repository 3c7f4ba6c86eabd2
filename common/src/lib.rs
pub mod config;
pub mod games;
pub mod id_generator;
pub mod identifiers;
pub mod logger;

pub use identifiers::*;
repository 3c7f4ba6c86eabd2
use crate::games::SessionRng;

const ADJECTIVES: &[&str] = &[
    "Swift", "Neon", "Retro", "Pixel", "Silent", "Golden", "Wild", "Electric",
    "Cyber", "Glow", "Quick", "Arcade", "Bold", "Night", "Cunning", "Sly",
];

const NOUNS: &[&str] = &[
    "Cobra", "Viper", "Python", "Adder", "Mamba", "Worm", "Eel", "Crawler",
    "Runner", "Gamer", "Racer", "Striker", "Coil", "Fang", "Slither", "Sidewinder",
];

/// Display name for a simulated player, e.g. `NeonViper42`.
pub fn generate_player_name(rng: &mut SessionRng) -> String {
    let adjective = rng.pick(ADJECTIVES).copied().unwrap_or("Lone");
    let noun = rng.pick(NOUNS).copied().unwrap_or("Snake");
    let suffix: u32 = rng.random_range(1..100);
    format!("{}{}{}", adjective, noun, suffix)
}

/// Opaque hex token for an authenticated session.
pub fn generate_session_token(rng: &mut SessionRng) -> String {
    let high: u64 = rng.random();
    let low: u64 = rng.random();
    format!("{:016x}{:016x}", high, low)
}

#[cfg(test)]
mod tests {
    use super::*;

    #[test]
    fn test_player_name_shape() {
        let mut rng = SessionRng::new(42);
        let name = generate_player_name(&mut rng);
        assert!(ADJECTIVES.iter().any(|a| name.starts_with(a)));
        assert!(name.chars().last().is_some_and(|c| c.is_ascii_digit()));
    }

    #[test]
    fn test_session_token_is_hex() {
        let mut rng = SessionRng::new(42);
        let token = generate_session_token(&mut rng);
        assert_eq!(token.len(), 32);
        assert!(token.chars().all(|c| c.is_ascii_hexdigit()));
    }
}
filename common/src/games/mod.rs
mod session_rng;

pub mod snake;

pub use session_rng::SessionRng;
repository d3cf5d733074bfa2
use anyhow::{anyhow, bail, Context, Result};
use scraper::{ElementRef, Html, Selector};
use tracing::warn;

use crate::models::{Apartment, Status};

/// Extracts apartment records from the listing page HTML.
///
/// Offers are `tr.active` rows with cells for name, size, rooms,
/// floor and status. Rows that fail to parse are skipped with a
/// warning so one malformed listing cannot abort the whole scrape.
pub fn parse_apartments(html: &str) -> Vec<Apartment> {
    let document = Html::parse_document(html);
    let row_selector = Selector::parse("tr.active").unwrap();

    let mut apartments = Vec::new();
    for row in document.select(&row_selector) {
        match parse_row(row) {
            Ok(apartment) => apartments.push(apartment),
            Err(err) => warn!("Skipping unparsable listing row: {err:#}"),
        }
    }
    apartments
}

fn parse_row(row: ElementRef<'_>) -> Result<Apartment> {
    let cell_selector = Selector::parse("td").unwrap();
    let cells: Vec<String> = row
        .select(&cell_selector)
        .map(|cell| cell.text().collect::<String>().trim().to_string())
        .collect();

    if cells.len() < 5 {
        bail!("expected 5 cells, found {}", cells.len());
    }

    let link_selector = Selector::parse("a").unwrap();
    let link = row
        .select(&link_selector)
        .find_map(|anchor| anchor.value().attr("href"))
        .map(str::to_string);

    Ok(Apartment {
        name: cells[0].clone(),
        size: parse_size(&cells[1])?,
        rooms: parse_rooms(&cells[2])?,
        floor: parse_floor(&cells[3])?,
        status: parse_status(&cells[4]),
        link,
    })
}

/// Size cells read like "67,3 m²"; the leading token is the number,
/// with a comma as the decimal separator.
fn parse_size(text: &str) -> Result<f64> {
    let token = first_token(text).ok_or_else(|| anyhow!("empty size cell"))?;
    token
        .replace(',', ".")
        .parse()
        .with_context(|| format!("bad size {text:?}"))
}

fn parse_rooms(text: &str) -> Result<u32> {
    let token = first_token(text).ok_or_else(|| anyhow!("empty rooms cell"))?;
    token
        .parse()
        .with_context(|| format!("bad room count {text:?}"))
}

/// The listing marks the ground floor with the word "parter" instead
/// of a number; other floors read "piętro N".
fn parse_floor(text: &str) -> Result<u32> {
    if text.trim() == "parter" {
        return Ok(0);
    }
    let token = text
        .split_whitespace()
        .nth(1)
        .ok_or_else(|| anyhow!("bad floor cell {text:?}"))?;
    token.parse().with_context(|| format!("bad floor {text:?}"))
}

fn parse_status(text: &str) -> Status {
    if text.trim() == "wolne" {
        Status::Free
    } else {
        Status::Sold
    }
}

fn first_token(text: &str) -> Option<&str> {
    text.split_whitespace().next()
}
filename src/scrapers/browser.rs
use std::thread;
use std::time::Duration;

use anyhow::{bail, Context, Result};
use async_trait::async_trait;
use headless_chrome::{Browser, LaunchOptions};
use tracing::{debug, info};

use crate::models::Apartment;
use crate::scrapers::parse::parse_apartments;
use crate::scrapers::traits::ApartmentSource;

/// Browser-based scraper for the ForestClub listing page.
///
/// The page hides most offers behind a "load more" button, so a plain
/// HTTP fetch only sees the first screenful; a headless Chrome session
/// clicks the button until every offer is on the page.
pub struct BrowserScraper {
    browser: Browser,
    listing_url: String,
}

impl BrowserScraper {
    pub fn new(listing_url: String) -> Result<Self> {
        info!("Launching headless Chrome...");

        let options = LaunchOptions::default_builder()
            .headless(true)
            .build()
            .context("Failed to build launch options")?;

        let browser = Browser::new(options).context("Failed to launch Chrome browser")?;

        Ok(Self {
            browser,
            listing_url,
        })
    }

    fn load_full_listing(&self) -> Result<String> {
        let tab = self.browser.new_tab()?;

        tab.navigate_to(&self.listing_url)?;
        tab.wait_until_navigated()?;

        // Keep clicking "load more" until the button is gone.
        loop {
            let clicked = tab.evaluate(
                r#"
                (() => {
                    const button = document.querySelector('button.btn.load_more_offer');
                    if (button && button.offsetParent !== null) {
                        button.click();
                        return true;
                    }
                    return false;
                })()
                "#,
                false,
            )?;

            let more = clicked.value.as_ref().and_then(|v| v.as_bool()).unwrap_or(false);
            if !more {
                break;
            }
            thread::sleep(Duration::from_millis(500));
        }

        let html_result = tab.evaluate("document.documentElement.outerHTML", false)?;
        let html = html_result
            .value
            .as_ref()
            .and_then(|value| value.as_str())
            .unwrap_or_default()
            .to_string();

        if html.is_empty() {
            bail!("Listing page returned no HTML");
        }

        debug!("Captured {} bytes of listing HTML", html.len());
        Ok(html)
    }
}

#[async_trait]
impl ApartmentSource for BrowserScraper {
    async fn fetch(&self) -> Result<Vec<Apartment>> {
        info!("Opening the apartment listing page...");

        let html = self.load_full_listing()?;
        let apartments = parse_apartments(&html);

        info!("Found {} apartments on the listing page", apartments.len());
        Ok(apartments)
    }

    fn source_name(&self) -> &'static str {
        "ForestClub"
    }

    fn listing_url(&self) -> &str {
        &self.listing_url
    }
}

• • • • •

WHAT IS BEING ASKED: Wherever the word "high" turns up in a line of the entries above, copy that line.

OUTPUT OF THE TASK:
    let high: u64 = rng.random();
    format!("{:016x}{:016x}", high, low)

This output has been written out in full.